Using calipers, the driver diameter measured 3.1 inches which will be the size of the hole through the front face.
I think we have all the numbers.
Step 8: Numbers
Final numbers. Do they sound reasonable? If you get something that doesn't sound right, go back and review the calculations.
- Diameter of the hole for the driver = 3.1 inches.
- Volume of the box that resonates the sound = 83.04 inches.
- Volume and opening surface area of the port = 7.23 cubic inches, 0.79 square inches.
- Thickness of the wood I am using = .75 inches.
- (Optional) Thickness of the acoustic sheeting = 0.04 inches.
Step 9: Sketchup, 123 Design, and Alternatives
I used Sketchup to the Computer Aided Design.
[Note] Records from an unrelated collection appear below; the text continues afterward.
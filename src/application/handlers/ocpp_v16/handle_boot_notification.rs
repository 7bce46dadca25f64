//! BootNotification handler

use chrono::Utc;
use rust_ocpp::v1_6::messages::boot_notification::{
    BootNotificationRequest, BootNotificationResponse,
};
use rust_ocpp::v1_6::types::RegistrationStatus as OcppRegistrationStatus;
use serde_json::Value;
use tracing::{error, info};

use crate::application::handlers::OcppHandlerV16;
use crate::application::ports::RegistrationStatus;

pub async fn handle_boot_notification(handler: &OcppHandlerV16, payload: &Value) -> Value {
    let req: BootNotificationRequest = match serde_json::from_value(payload.clone()) {
        Ok(r) => r,
        Err(e) => {
            error!(charge_point_id = handler.charge_point_id.as_str(), error = %e, "Failed to parse BootNotification");
            return serde_json::json!({});
        }
    };

    info!(
        charge_point_id = handler.charge_point_id.as_str(),
        vendor = req.charge_point_vendor.as_str(),
        model = req.charge_point_model.as_str(),
        "BootNotification"
    );

    handler
        .services
        .registry
        .set_registration(&handler.charge_point_id, RegistrationStatus::Accepted);

    let response = BootNotificationResponse {
        current_time: Utc::now(),
        interval: handler.services.heartbeat_interval_secs,
        status: OcppRegistrationStatus::Accepted,
    };
    serde_json::to_value(&response).unwrap_or_default()
}
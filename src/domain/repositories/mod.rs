//! Repository traits for the domain layer
//!
//! - `RepositoryProvider`: unified access to all per-aggregate repositories
//! - `DomainResult`: standard result type for domain operations

use super::billing::LedgerRepository;
use super::metering::{MeterReadingRepository, TelemetryRepository};
use super::transaction::TransactionRepository;
use crate::shared::errors::DomainError;

/// Result type for domain operations
pub type DomainResult<T> = Result<T, DomainError>;

/// Provides access to all domain repositories.
///
/// ```ignore
/// async fn handle(repos: &dyn RepositoryProvider) {
///     let open = repos.transactions().find_open_by_id_tag("TAG-001").await?;
///     let checkpoint = repos.ledger().checkpoint(open[0].id).await?;
/// }
/// ```
pub trait RepositoryProvider: Send + Sync {
    fn transactions(&self) -> &dyn TransactionRepository;
    fn meter_readings(&self) -> &dyn MeterReadingRepository;
    fn telemetry(&self) -> &dyn TelemetryRepository;
    fn ledger(&self) -> &dyn LedgerRepository;
}
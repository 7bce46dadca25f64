//! SeaORM implementation of TelemetryRepository

use async_trait::async_trait;
use log::debug;
use rust_decimal::Decimal;
use sea_orm::{
    ActiveModelTrait, ColumnTrait, DatabaseConnection, EntityTrait, IntoActiveModel, NotSet,
    QueryFilter, QueryOrder, Set,
};

use super::db_err;
use crate::domain::{ConnectorRef, DomainError, DomainResult, TelemetryRecord, TelemetryRepository};
use crate::infrastructure::database::entities::transaction_telemetry;

pub struct SeaOrmTelemetryRepository {
    db: DatabaseConnection,
}

impl SeaOrmTelemetryRepository {
    pub fn new(db: DatabaseConnection) -> Self {
        Self { db }
    }
}

#[async_trait]
impl TelemetryRepository for SeaOrmTelemetryRepository {
    async fn insert(&self, record: TelemetryRecord) -> DomainResult<()> {
        let model = transaction_telemetry::ActiveModel {
            id: NotSet,
            transaction_id: Set(record.transaction_id),
            charge_box_id: Set(record.connector.charge_box_id),
            connector_id: Set(record.connector.connector_id as i32),
            id_tag: Set(record.id_tag),
            timestamp: Set(record.timestamp),
            voltage: Set(record.voltage),
            power_w: Set(record.power_w),
            energy_wh: Set(record.energy_wh),
            soc: Set(record.soc),
            offered_power_w: Set(record.offered_power_w),
            tax_amount: Set(record.tax_amount),
            total_amount: Set(record.total_amount),
        };
        model.insert(&self.db).await.map_err(db_err)?;
        Ok(())
    }

    async fn update_latest_cost(
        &self,
        transaction_id: i32,
        tax_amount: Decimal,
        total_amount: Decimal,
    ) -> DomainResult<()> {
        let latest = transaction_telemetry::Entity::find()
            .filter(transaction_telemetry::Column::TransactionId.eq(transaction_id))
            .order_by_desc(transaction_telemetry::Column::Timestamp)
            .order_by_desc(transaction_telemetry::Column::Id)
            .one(&self.db)
            .await
            .map_err(db_err)?;

        let Some(latest) = latest else {
            return Err(DomainError::NotFound {
                entity: "TransactionTelemetry",
                field: "transaction_id",
                value: transaction_id.to_string(),
            });
        };

        debug!(
            "Telemetry row {} of transaction {}: tax={} total={}",
            latest.id, transaction_id, tax_amount, total_amount
        );
        let mut model = latest.into_active_model();
        model.tax_amount = Set(Some(tax_amount));
        model.total_amount = Set(Some(total_amount));
        model.update(&self.db).await.map_err(db_err)?;
        Ok(())
    }

    async fn last_energy_of_previous_transaction(
        &self,
        connector: &ConnectorRef,
        transaction_id: i32,
    ) -> DomainResult<Option<Decimal>> {
        let latest = transaction_telemetry::Entity::find()
            .filter(
                transaction_telemetry::Column::ChargeBoxId.eq(connector.charge_box_id.as_str()),
            )
            .filter(transaction_telemetry::Column::ConnectorId.eq(connector.connector_id as i32))
            .filter(transaction_telemetry::Column::TransactionId.lt(transaction_id))
            .order_by_desc(transaction_telemetry::Column::Timestamp)
            .order_by_desc(transaction_telemetry::Column::Id)
            .one(&self.db)
            .await
            .map_err(db_err)?;
        Ok(latest.map(|row| row.energy_wh))
    }
}
//! Texnouz billing guard: CLI server
//!
//! Headless metering and wallet-guard billing engine for OCPP 1.6 charge
//! points, suitable for a systemd service, Docker container, or standalone
//! process.
//!
//! ```sh
//! # Run with default config (~/.config/texnouz-billing/config.toml)
//! billing-guard
//!
//! # Custom config path
//! billing-guard --config /etc/texnouz-billing/config.toml
//!
//! # Override ports, keep state in memory
//! billing-guard --api-port 8080 --ws-port 9000 --in-memory
//!
//! # Validate config without starting
//! billing-guard --check
//! ```

use std::path::PathBuf;

use clap::Parser;
use tracing::{error, info};

use texnouz_billing::config::AppConfig;
use texnouz_billing::server::{init_tracing, ServerHandle, ServerOptions};

/// Texnouz billing guard: wallet-guarded metering for EV charging sessions.
#[derive(Parser, Debug)]
#[command(
    name = "billing-guard",
    version,
    about = "Metering and wallet-guard billing engine for EV charging",
    long_about = "Texnouz billing guard: OCPP 1.6 WebSocket endpoint plus REST API \
                  that meters charging sessions, bills them against tariffs, and stops \
                  sessions whose wallet runs dry.\n\n\
                  Default config: ~/.config/texnouz-billing/config.toml"
)]
struct Cli {
    /// Path to the configuration file (TOML).
    #[arg(short, long, env = "BILLING_CONFIG")]
    config: Option<PathBuf>,

    /// Override the REST API listen port.
    #[arg(long)]
    api_port: Option<u16>,

    /// Override the WebSocket listen port.
    #[arg(long)]
    ws_port: Option<u16>,

    /// Override the log level (trace, debug, info, warn, error).
    #[arg(short, long)]
    log_level: Option<String>,

    /// Validate the configuration file and exit without starting the server.
    #[arg(long)]
    check: bool,

    /// Skip database migrations on startup.
    #[arg(long)]
    no_migrate: bool,

    /// Keep all billing state in memory instead of SQLite.
    #[arg(long)]
    in_memory: bool,
}

#[tokio::main]
async fn main() -> Result<(), Box<dyn std::error::Error>> {
    let cli = Cli::parse();

    // ── Load configuration ─────────────────────────────────────
    let config_path = cli
        .config
        .unwrap_or_else(texnouz_billing::default_config_path);

    let mut config = match AppConfig::load(&config_path) {
        Ok(cfg) => {
            init_tracing(&cfg);
            info!("Configuration loaded from {}", config_path.display());
            cfg
        }
        Err(e) => {
            // Fallback tracing init
            tracing_subscriber::fmt()
                .with_env_filter(tracing_subscriber::EnvFilter::new("info"))
                .init();
            error!("Failed to load config from {}: {}", config_path.display(), e);
            error!("Using default configuration.");
            AppConfig::default()
        }
    };

    // ── Apply CLI overrides ────────────────────────────────────
    if let Some(port) = cli.api_port {
        info!("CLI override: api_port = {}", port);
        config.server.api_port = port;
    }
    if let Some(port) = cli.ws_port {
        info!("CLI override: ws_port = {}", port);
        config.server.ws_port = port;
    }
    if let Some(ref level) = cli.log_level {
        info!("CLI override: log_level = {}", level);
        config.logging.level = level.clone();
    }
    if cli.in_memory {
        info!("CLI override: database.in_memory = true");
        config.database.in_memory = true;
    }

    // ── Config validation mode ─────────────────────────────────
    if cli.check {
        if let Err(e) = config.validate() {
            println!("❌ Configuration is invalid: {}", e);
            std::process::exit(1);
        }
        println!("✅ Configuration is valid");
        println!("   Config file   : {}", config_path.display());
        println!("   API address   : {}", config.server.api_address());
        println!("   WS address    : {}", config.server.ws_address());
        println!("   Database      : {}", config.database.connection_url());
        println!("   Log level     : {}", config.logging.level);
        println!("   Floor         : {}", config.billing.floor_threshold);
        println!("   Poll interval : {}s", config.billing.poll_interval_secs);
        println!("   Wallets       : {}", config.providers.wallets.len());
        println!("   Schedules     : {}", config.providers.schedules.len());
        return Ok(());
    }

    // ── Start server ───────────────────────────────────────────
    let handle = ServerHandle::start(ServerOptions {
        config,
        auto_migrate: !cli.no_migrate,
    })
    .await?;

    // Install OS signal handlers (SIGTERM, SIGINT)
    handle.install_signal_handler();

    info!("🚀 Press Ctrl+C to shutdown gracefully.");

    handle.shutdown_signal().wait().await;
    handle.wait().await;

    Ok(())
}
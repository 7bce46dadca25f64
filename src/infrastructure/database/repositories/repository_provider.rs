//! SeaORM implementation of RepositoryProvider

use sea_orm::DatabaseConnection;

use crate::domain::{
    LedgerRepository, MeterReadingRepository, RepositoryProvider, TelemetryRepository,
    TransactionRepository,
};

use super::ledger_repository::SeaOrmLedgerRepository;
use super::meter_value_repository::SeaOrmMeterValueRepository;
use super::telemetry_repository::SeaOrmTelemetryRepository;
use super::transaction_repository::SeaOrmTransactionRepository;

/// Unified repository provider backed by SeaORM.
///
/// Holds one connection pool and exposes per-aggregate repository accessors.
///
/// ```ignore
/// let repos = SeaOrmRepositoryProvider::new(db.clone());
/// let open = repos.transactions().find_open_by_id_tag("TAG-001").await?;
/// let checkpoint = repos.ledger().checkpoint(open[0].id).await?;
/// ```
pub struct SeaOrmRepositoryProvider {
    transactions: SeaOrmTransactionRepository,
    meter_readings: SeaOrmMeterValueRepository,
    telemetry: SeaOrmTelemetryRepository,
    ledger: SeaOrmLedgerRepository,
}

impl SeaOrmRepositoryProvider {
    pub fn new(db: DatabaseConnection) -> Self {
        Self {
            transactions: SeaOrmTransactionRepository::new(db.clone()),
            meter_readings: SeaOrmMeterValueRepository::new(db.clone()),
            telemetry: SeaOrmTelemetryRepository::new(db.clone()),
            ledger: SeaOrmLedgerRepository::new(db),
        }
    }
}

impl RepositoryProvider for SeaOrmRepositoryProvider {
    fn transactions(&self) -> &dyn TransactionRepository {
        &self.transactions
    }

    fn meter_readings(&self) -> &dyn MeterReadingRepository {
        &self.meter_readings
    }

    fn telemetry(&self) -> &dyn TelemetryRepository {
        &self.telemetry
    }

    fn ledger(&self) -> &dyn LedgerRepository {
        &self.ledger
    }
}

#[cfg(test)]
mod tests {
    use super::*;
    use crate::domain::{ChargingTransaction, ConnectorRef};
    use crate::infrastructure::database::{init_database, DatabaseConfig};
    use chrono::{Duration, TimeZone, Utc};

    async fn provider() -> SeaOrmRepositoryProvider {
        let db = init_database(&DatabaseConfig::in_memory()).await.unwrap();
        SeaOrmRepositoryProvider::new(db)
    }

    #[tokio::test]
    async fn transactions_open_and_stop() {
        let repos = provider().await;
        let started = Utc.with_ymd_and_hms(2024, 5, 1, 10, 0, 0).unwrap();
        let conn = ConnectorRef::new("CP001", 1);

        let first = repos.transactions().next_id().await;
        repos
            .transactions()
            .save(ChargingTransaction::new(first, conn.clone(), "TAG", started))
            .await
            .unwrap();
        let second = repos.transactions().next_id().await;
        assert_eq!(second, first + 1);
        repos
            .transactions()
            .save(ChargingTransaction::new(
                second,
                ConnectorRef::new("CP002", 1),
                "TAG",
                started + Duration::minutes(1),
            ))
            .await
            .unwrap();

        let open = repos.transactions().find_open_by_id_tag("TAG").await.unwrap();
        assert_eq!(open.iter().map(|t| t.id).collect::<Vec<_>>(), vec![first, second]);

        repos
            .transactions()
            .stop(first, started + Duration::minutes(30), Some("StopByServer".into()))
            .await
            .unwrap();
        assert!(repos
            .transactions()
            .find_open_for_connector(&conn)
            .await
            .unwrap()
            .is_none());
        let stopped = repos.transactions().find_by_id(first).await.unwrap().unwrap();
        assert_eq!(stopped.stop_reason.as_deref(), Some("StopByServer"));

        assert!(repos.transactions().stop(999, started, None).await.is_err());
    }
}
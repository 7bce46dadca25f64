//! Metering aggregate
//!
//! Connector references, raw meter readings, the running telemetry record,
//! and the delta accumulator used by the polling billing path.

pub mod accumulator;
pub mod model;
pub mod repository;

pub use accumulator::{EnergyDelta, EnergySeed, MeterDeltaAccumulator};
pub use model::{
    ConnectorRef, Measurand, MeterReading, MeterSample, SampledReading, TelemetryError,
    TelemetryRecord,
};
pub use repository::{MeterReadingRepository, TelemetryRepository};
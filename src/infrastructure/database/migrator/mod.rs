//! Database migrations module

pub use sea_orm_migration::prelude::*;

mod m20240601_000001_create_transactions;
mod m20240601_000002_create_connector_meter_values;
mod m20240601_000003_create_transaction_telemetry;
mod m20240601_000004_create_cost_entries;
mod m20240601_000005_create_billing_checkpoints;

pub struct Migrator;

#[async_trait::async_trait]
impl MigratorTrait for Migrator {
    fn migrations() -> Vec<Box<dyn MigrationTrait>> {
        vec![
            Box::new(m20240601_000001_create_transactions::Migration),
            Box::new(m20240601_000002_create_connector_meter_values::Migration),
            Box::new(m20240601_000003_create_transaction_telemetry::Migration),
            Box::new(m20240601_000004_create_cost_entries::Migration),
            Box::new(m20240601_000005_create_billing_checkpoints::Migration),
        ]
    }
}
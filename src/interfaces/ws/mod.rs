//! WebSocket interfaces
//!
//! - `ocpp_server`: OCPP 1.6 endpoint charge points connect to

pub mod ocpp_server;

pub use ocpp_server::OcppServer;
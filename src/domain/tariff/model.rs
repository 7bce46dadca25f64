//! Time-of-day tariff windows

use chrono::{DateTime, FixedOffset, NaiveTime, Offset, Utc};
use rust_decimal::Decimal;
use serde::{Deserialize, Serialize};

/// One rate window of a charger's time-of-day tariff.
///
/// `start_time`/`end_time` are local times of day. A window whose start is
/// not before its end wraps past midnight (e.g. 22:00 → 06:00).
#[derive(Debug, Clone, PartialEq, Eq, Serialize, Deserialize)]
pub struct TariffWindow {
    #[serde(alias = "startTime")]
    pub start_time: NaiveTime,
    #[serde(alias = "endTime")]
    pub end_time: NaiveTime,
    /// Price per kWh
    #[serde(alias = "unitFare")]
    pub unit_rate: Decimal,
    /// Tax applied on top of the energy cost, in percent
    #[serde(alias = "gstFare")]
    pub tax_rate_percent: Decimal,
}

impl TariffWindow {
    pub fn new(
        start_time: NaiveTime,
        end_time: NaiveTime,
        unit_rate: Decimal,
        tax_rate_percent: Decimal,
    ) -> Self {
        Self {
            start_time,
            end_time,
            unit_rate,
            tax_rate_percent,
        }
    }

    pub fn is_overnight(&self) -> bool {
        self.start_time >= self.end_time
    }

    /// Half-open membership test, `[start, end)`.
    pub fn contains(&self, time: NaiveTime) -> bool {
        if self.is_overnight() {
            time >= self.start_time || time < self.end_time
        } else {
            time >= self.start_time && time < self.end_time
        }
    }
}

/// Find the window applying at `time`. The first matching window wins;
/// `None` means the instant is not billable.
pub fn resolve(time: NaiveTime, windows: &[TariffWindow]) -> Option<&TariffWindow> {
    windows.iter().find(|w| w.contains(time))
}

/// Converts UTC instants to the local time of day tariffs are written in.
#[derive(Debug, Clone, Copy)]
pub struct TariffClock {
    offset: FixedOffset,
}

impl TariffClock {
    pub fn new(offset: FixedOffset) -> Self {
        Self { offset }
    }

    /// Build from an offset in minutes east of UTC. Out-of-range values fall
    /// back to UTC.
    pub fn from_offset_minutes(minutes: i32) -> Self {
        let offset = FixedOffset::east_opt(minutes * 60).unwrap_or_else(|| Utc.fix());
        Self { offset }
    }

    pub fn offset(&self) -> FixedOffset {
        self.offset
    }

    pub fn local_time(&self, at: DateTime<Utc>) -> NaiveTime {
        at.with_timezone(&self.offset).time()
    }

    pub fn resolve<'a>(
        &self,
        at: DateTime<Utc>,
        windows: &'a [TariffWindow],
    ) -> Option<&'a TariffWindow> {
        resolve(self.local_time(at), windows)
    }
}

impl Default for TariffClock {
    fn default() -> Self {
        Self::from_offset_minutes(0)
    }
}

// ── Tests ──────────────────────────────────────────────────────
Sketchup is free for personal use and is a very intuitive process to draw and construct 3D objects. If you're looking at some of my drawings, don't be intimidated. They were way easier to construct than what you might think. I got started watching Youtube videos a few weeks ago.
Rob Cameron on YouTube has done an excellent job of getting people started using Sketchup for Woodworkers. I highly recommend it. It uses an older version of Sketchup, but I found it helpful to figure out the mechanics of drawing, creating components, sizing, creating dados, and putting things together. Spending an afternoon with the videos and drawing the bookshelf example he uses was worth my time.
I think it's a blast to use, mostly because good results come quickly with a very short learning curve.
Autodesk's 123Design is also a good option. It features similar 3D design tools. I don't have much experience other than to say its tool set tend to be more discrete. For example, to make a fillet, there's a button tool to do that in 123Design whereas Sketchup requires a path and follow me tool. 123Design is part of a family of apps for getting your feet wet in making things. It includes CAM software that can even drive a CNC machine. Worth looking into, but not part of my current tool set. To be thorough, Solidworks, Inventor, Fusion 360, FreeCAD or OpenSCAD are all viable options depending on your budget and experience.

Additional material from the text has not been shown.